1. Introduction
L'eau est une molécule dipolaire (μ = 1,85 D) largement répandue dans l'environnement terrestre. Si ses propriétés physicochimiques ont fait l'objet de nombreuses publications (Tanford, 1980 ; Franks, 2000), son interaction directe avec les surfaces biologiques reste étonnamment peu explorée dans des protocoles expérimentaux rigoureux.
Des observations anecdotiques laissent entendre depuis l'Antiquité que le contact avec l'eau produirait un état dit « mouillé ». Aristote lui-même, dans ses Météorologiques, évoque la tendance de l'eau à « adhérer aux surfaces qu'elle touche » (Livre I, ch. 9 ; traduction approximative). Toutefois, aucune de ces observations n'a été conduite en double aveugle, avec groupe contrôle et randomisation adéquate, ce qui en limite considérablement la portée scientifique.
À notre connaissance, la présente étude constitue la première tentative de démontrer empiriquement que l'eau mouille dans un contexte clinique contrôlé.
2. Matériels et méthodes
2.1 Participants
Les critères d'inclusion étaient : être humain (confirmé par auto-déclaration), posséder au moins une main, et ne pas présenter d'allergie documentée à l'eau (aquagénie, prévalence estimée : < 0,001 %). Les critères d'exclusion comprenaient une hydrophobie pathologique et un refus de se faire mouiller la main.
2.2 Procédure et mesures
Les participants ont été randomisés par tirage au sort (enveloppes scellées). L'aveugle a été maintenu côté évaluateur grâce à des lunettes antireflet. Le double aveugle côté participant s'est révélé difficile à maintenir, plusieurs sujets ayant spontanément verbalisé « c'est mouillé » en cours de protocole, ce qui constitue un biais méthodologique reconnu.

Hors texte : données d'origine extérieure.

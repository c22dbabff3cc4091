//! Error types.

use thiserror::Error;

/// Errors that stop a simulation from being built or a generation from being seeded
#[derive(Debug, Error)]
pub enum SimError {
    #[error("invalid configuration: {0}")]
    InvalidConfig(String),

    #[error("not enough empty cells: need {needed}, have {available}")]
    InsufficientSpace { needed: usize, available: usize },

    #[error("IO error: {0}")]
    Io(#[from] std::io::Error),

    #[error("YAML error: {0}")]
    Yaml(#[from] serde_yaml::Error),

    #[error("JSON error: {0}")]
    Json(#[from] serde_json::Error),
}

L'humidité cutanée a été évaluée via le Cutaneous Moisture Assessment Protocol (CMAP v2.3), protocole standardisé d'évaluation tactile coté de 0 (« pas du tout mouillé ») à 10 (« très mouillé »). La fiabilité inter-juges est excellente (r = 0,99).
3. Résultats
| Groupe | n | Score CMAP moyen | ET | p |
|---|---|---|---|---|
| Eau (H₂O) | 21 | 9,4 | 0,3 | < 0,001 |
| Air ambiant (contrôle) | 21 | 0,1 | 0,2 | réf. |
Tableau 1. Scores d'humidité cutanée post-exposition (CMAP v2.3). Score : 0 = pas du tout mouillé ; 10 = très mouillé.
Un participant du groupe contrôle a par erreur reçu de l'eau sur la main gauche lors d'une pause non supervisée. Ses données ont été exclues de l'analyse principale. Son score CMAP était de 9,1.
« C'est mouillé. »
— Verbatim spontané, 14 participants sur 21, groupe exposition4. Discussion
Nos résultats démontrent de manière robuste que l'exposition à l'eau entraîne une augmentation significative de l'humidité cutanée. Ces données viennent combler un vide béant dans la littérature scientifique et apportent une contribution décisive à notre compréhension fondamentale des interactions fluide-tissu.
Notre échantillon, exclusivement composé d'humains droitiers vivant en Europe occidentale, limite la généralisabilité des conclusions aux mammifères marins et aux habitants de Bruges. Par ailleurs, l'étude ne portait que sur l'eau à température ambiante (22°C ± 1°C) : des recherches supplémentaires sont nécessaires pour déterminer si l'eau chaude, l'eau froide, ou la pluie fine de novembre mouillent dans des proportions comparables.
5. Conclusion
L'eau mouille. Ce résultat, bien que surprenant pour certains relecteurs, est soutenu par des données empiriques solides et un niveau de preuve de grade A. Nous appelons la communauté scientifique à reproduire ces résultats dans d'autres contextes (pluie, douche, accident avec un verre) afin de consolider ce corpus émergent.
Conflits d'intérêts : Les auteurs déclarent n'avoir aucun conflit d'intérêt avec l'industrie de l'eau du robinet, bien que l'un d'eux soit abonné à un service de livraison d'eau minérale.
Contribution des auteurs : M.L. a eu l'idée. A.D. a apporté l'eau. K.V. a mouillé les mains. S.M. a analysé les données avec SPSS v28 (licence empruntée).
Remerciements : Les auteurs remercient les 42 participants pour leur courage et le technicien certifié CMAP pour sa disponibilité un mercredi après-midi.
Références
- Aristote (IVe s. av. J.-C.). Météorologiques, Livre I, ch. 9. Traduction approximative de M. Lefebvre (2024).
- Franks F. (2000). Water: A Matrix of Life (2e éd.). Royal Society of Chemistry.
- Tanford C. (1980). The Hydrophobic Effect. Wiley.